E, no último dia - sexta, 2 -, vieram os melhores filmes do 44º Festival de Gramado. O nacional “Barata Ribeiro, 716” venceu a competição brasileira, ganhando os Kikitos de melhor filme e direção (Domingos de Oliveira). Não levou também o que seria o mais óbvio Kikito de todos - o de melhor ator para Caio Blat - porque o júri resolveu nos surpreender. Antes tivesse ficado no lugar-comum, premiando Blat e Gustavo Machado, o Ronaldo Bôscoli de “Elis”, mas os prêmios de melhor ator para Paulo Tiefenthaler (“O Roubo da Taça”) e melhor coadjuvante para o diretor de “El Mate” (Bruno Knott) avalizam a opção dos selecionadores por comédias. Nada contra o gênero, em si, talvez contra essas comédias, especificamente.
Mas a opção do júri nacional foi interessante. Concentrou os prêmios em metade dos filmes da seleção. “Barata Ribeiro”, sim - o filme recebeu também os Kikitos de melhor atriz coadjuvante e trilha -, “O Roubo da Taça” e “El Mate”. “O Silêncio do Céu”, de Marco Dutra, preferido da crítica, ganhou o especial do júri. “Elis”, de Hugo Prata, Kikito de melhor filme do público, ganhou melhor montagem e atriz, a extraordinária Andréia Horta. Só um golpe do júri teria tirado dela o troféu. Na competição latina, outro júri optou por dividir os prêmios - melhor filme (e ator) para o paraguaio “Guaraní”, de Luis Zorraquín, e melhor diretor para o chileno Fernando Lavanderos, que também levou o prêmio da crítica.
Belo como é o filme paraguaio - sobre a viagem de um avô com sua neta, atravessando o Paraguai rumo a Buenos Aires -, “Sin Norte” talvez tenha sido o melhor filme de todo o festival.

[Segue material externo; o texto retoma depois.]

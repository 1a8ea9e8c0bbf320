//! Agent configuration

use agent_lib::predictor::PredictorConfig;
use anyhow::{Context, Result};
use serde::Deserialize;
use std::path::PathBuf;

/// Agent configuration
#[derive(Debug, Clone, Deserialize)]
pub struct AgentConfig {
    /// Host name attached to structured log events
    #[serde(default = "default_host_name")]
    pub host_name: String,

    /// API server port for the toggle action, health and metrics
    #[serde(default = "default_api_port")]
    pub api_port: u16,

    /// JSON snapshot of the object model, loaded at startup and saved on shutdown
    #[serde(default = "default_model_path")]
    pub model_path: PathBuf,

    /// Predictor processes (`CLIMATE_AGENT_PREDICTOR__INTERPRETER`, ...)
    #[serde(default)]
    pub predictor: PredictorConfig,
}

fn default_host_name() -> String {
    std::env::var("HOSTNAME").unwrap_or_else(|_| "unknown".to_string())
}

fn default_api_port() -> u16 {
    8080
}

fn default_model_path() -> PathBuf {
    PathBuf::from("model.json")
}

impl Default for AgentConfig {
    fn default() -> Self {
        Self {
            host_name: default_host_name(),
            api_port: default_api_port(),
            model_path: default_model_path(),
            predictor: PredictorConfig::default(),
        }
    }
}

impl AgentConfig {
    /// Load configuration from `CLIMATE_AGENT_*` environment variables
    pub fn load() -> Result<Self> {
        let config = config::Config::builder()
            .add_source(
                config::Environment::with_prefix("CLIMATE_AGENT")
                    .prefix_separator("_")
                    .separator("__")
                    .try_parsing(true),
            )
            .build()
            .context("Failed to read agent configuration")?;

        config
            .try_deserialize()
            .context("Invalid agent configuration")
    }
}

Outra viagem, a de um homem que parte para o Norte do Chile em busca da mulher, que o abandonou. Por quê? Ele segue seus passos. Dessa relação moribunda, descobre um país devastado, paisagens desoladas (as geográficas e as humanas). Chega a um dolorido encontro consigo mesmo. O júri atribuiu o prêmio de melhor atriz à codiretora de “Las Toninas Van al Este”, Verônica Perrotta, e o especial ao argentino-brasileiro “Esteros”, de Papu Curotto, que também recebeu o Kikito de melhor filme do júri popular.
Ao longo de oito dias, desde a sexta (2), o festival foi marcado por manifestações de repúdio ao governo agora efetivo. “Fora, Temer” foi a palavra de ordem mais ouvida no palco do Palácio dos Festivais e, no encerramento, na noite de sábado houve uma manifestação em bloco dos curtas-metragistas. Justamente, os curtas.
Considerada como um todo, mesmo na sua diversidade, foi uma seleção muito boa e rigorosa. Mais que qualquer longa - o de Domingos, sobre a juventude pré-golpe civil-militar de 1964, pode ser também sobre a juventude atual -, os curtas espelharam a crise brasileira. Trouxeram a voz da periferia, das mulheres trans, dos quilombolas. Uma seleção forte. O júri premiou um curta cativante - o brasiliense “Rosinha”, de Gui Campos. A crítica, visionariamente, premiou “Lúcida”, de Fábio Rodrigo e Caroline Neves. Se fosse preciso escolher um filme para sintetizar todo o festival de 2016, seria o curta da periferia.